Conservative dividing lines

Posted: Apr 30, 2004 12:00 AM

Earlier this week, Pennsylvania Republicans - and quite a few Pennsylvania Democrats voting behind enemy lines - opted to renominate Arlen Specter as the GOP Senatorial candidate. Specter was challenged from the right by Pennsylvania Congressman Pat Toomey, who would have won were it not for President Bush's active support for Specter.

Now when I say Arlen Specter is unpopular with conservatives, I am employing the sort of understatement normally associated with such phrases as "Osama bin Laden is unpopular in America" and "foot fungus isn't my favorite thing."

National Review, the magazine for which I will work for the rest of my life (or until I can discover the formula for the slow-acting poison they slipped me), aggressively promoted Pat Toomey over Arlen Specter. This is hardly surprising for a publication that takes conservatism seriously and that ran a cover story last fall calling Specter "the worst Republican senator."

Many conservatives, myself included, are fairly outraged that President Bush is spending taxpayer dollars like a pothead teenager with a stolen credit card. Most of us, however, believe that Bush is still vastly preferable to the alternative, John Kerry, for a host of reasons. Hence, voting for Toomey over Specter - the White House's preferred candidate and one of the Senate's biggest spenders - was the best way for conservatives to signal to Bush that they're unhappy.

Unfortunately, Toomey lost by such a narrow margin - 15,000 votes - it's impossible not to blame the loss on Bush's support for Specter. It's not yet clear whether conservatives in Pennsylvania and across the country will hold a grudge.

Which brings me to the real point of this column. I'm constantly astounded by the confusion about the differences between conservatives and Republicans. The silver lining of the Toomey defeat is that everyone, the White House included, has been reminded that there is a distinction.

Obviously, this is a subtle and nuanced distinction. The Republican Party is the conservative party, and the overwhelming majority of conservatives vote Republican. So lots of people rightly consider themselves to be both conservatives and Republicans. But there's a difference all the same.

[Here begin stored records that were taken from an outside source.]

//! Identifier types for roster records.

use serde::{Deserialize, Serialize};
use std::fmt;
use uuid::Uuid;

/// Unique identifier for a task record.
#[derive(Debug, Clone, Copy, PartialEq, Eq, Hash, PartialOrd, Ord, Serialize, Deserialize)]
#[serde(transparent)]
pub struct TaskId(Uuid);

impl TaskId {
    /// Creates a new random task identifier.
    #[must_use]
    pub fn new() -> Self {
        Self(Uuid::new_v4())
    }

    /// Creates a task identifier from an existing UUID.
    #[must_use]
    pub const fn from_uuid(uuid: Uuid) -> Self {
        Self(uuid)
    }

    /// Returns the wrapped UUID.
    #[must_use]
    pub const fn into_inner(self) -> Uuid {
        self.0
    }
}

impl Default for TaskId {
    fn default() -> Self {
        Self::new()
    }
}

impl fmt::Display for TaskId {
    fn fmt(&self, f: &mut fmt::Formatter<'_>) -> fmt::Result {
        write!(f, "{}", self.0)
    }
}

/// Unique identifier for a user record.
#[derive(Debug, Clone, Copy, PartialEq, Eq, Hash, PartialOrd, Ord, Serialize, Deserialize)]
#[serde(transparent)]
pub struct UserId(Uuid);

impl UserId {
    /// Creates a new random user identifier.
    #[must_use]
    pub fn new() -> Self {
        Self(Uuid::new_v4())
    }

    /// Creates a user identifier from an existing UUID.
    #[must_use]
    pub const fn from_uuid(uuid: Uuid) -> Self {
        Self(uuid)
    }

    /// Returns the wrapped UUID.
    #[must_use]
    pub const fn into_inner(self) -> Uuid {
        self.0
    }
}

impl Default for UserId {
    fn default() -> Self {
        Self::new()
    }
}

impl fmt::Display for UserId {
    fn fmt(&self, f: &mut fmt::Formatter<'_>) -> fmt::Result {
        write!(f, "{}", self.0)
    }
}
//! Domain model for the task and user roster.
//!
//! Aggregates expose their assignment cross-references read-only. Only the
//! association services inside [`crate::roster`] can rewrite them, which
//! keeps every writer of `assigned_user` and `pending_tasks` behind one
//! module boundary.

mod error;
mod ids;
mod task;
mod user;
mod values;

pub use error::RosterDomainError;
pub use ids::{TaskId, UserId};
pub use task::{NewTask, Task, UNASSIGNED_USER_NAME};
pub use user::{NewUser, User};
pub use values::{EmailAddress, MAX_FIELD_CHARS, TaskName, UserName};

pub(crate) use task::PersistedTaskData;
pub(crate) use user::PersistedUserData;
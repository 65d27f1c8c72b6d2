//! Entity store adapters for the roster module.
//!
//! # Available Adapters
//!
//! - [`memory::InMemoryEntityStore`]: Thread-safe in-memory storage with
//!   optimistic, version-checked transactions
//! - [`postgres::PostgresEntityStore`]: `PostgreSQL` persistence using Diesel
//!   with `SERIALIZABLE` transactions

pub mod memory;
pub mod postgres;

Conservatives are committed to a constellation of ideas and traditions that sometimes war with each other. Yet, at the end of the day, people who identify themselves as conservatives first tend to be more dedicated to their principles than their party. Meanwhile, Republicans, even very conservative ones, are more often team players, organization-oriented as opposed to ideas-oriented. The former wants to win arguments, the latter, votes.

Here's a good example: During the Democratic primaries, Republicans rejoiced that the Democratic Party was spiraling off into Left-Loony-Land like Darth Vader's tie-fighter at the end of "Star Wars." This was undoubtedly great news for Republicans because when the Democratic Party moves to the left, it necessarily abandons the center, opening up the most politically valuable real estate for Republicans.

But as my colleague Ramesh Ponnuru pointed out at the time, "Republicans who are conservatives ought not to be so cheery about what's going on. Conservative and Republican interests converge quite frequently, but not entirely. The resurgence of the Democratic Left is one of the places where they don't." He continued, "If Republicans are moving to the center and Democrats to the left, that means both parties are moving leftward - that the center of gravity of American politics is moving leftward."

In other words, if your first priority is to move American politics in a conservative direction, it doesn't always make sense to support the conservative party, i.e. the GOP, in every situation. In Pennsylvania, conservatives thought backing Specter would be disloyal to their principles, while the Republican National Committee may have thought that Toomey's conservative backers were being disloyal to the party.

Look, politicians care about getting reelected more than anything else. That's why, for example, Bush is bucking his base on illegal immigration - the GOP wants more Hispanic voters, while most conservatives want fewer illegal immigrants.

In fact, does anyone doubt that scores of Republican and Democratic congressmen would switch their positions even on abortion if they concluded such a switch would help them at the polls? (Paging Dick Gephardt, Al Gore, Poppa Bush.) There's certainly no doubt in my mind that Arlen Specter would be pro-life if that would get him elected. I bet Specter would favor requiring women to wear burqas if that would guarantee him his seat for life.

The balance between conservatives and Republicans is a delicate one. As conservatives tend to be practical folks, they understand that the GOP brought them to the dance. But, just like the girl at the dance, they don't want to be taken for granted. Hopefully, the White House got that message in Pennsylvania.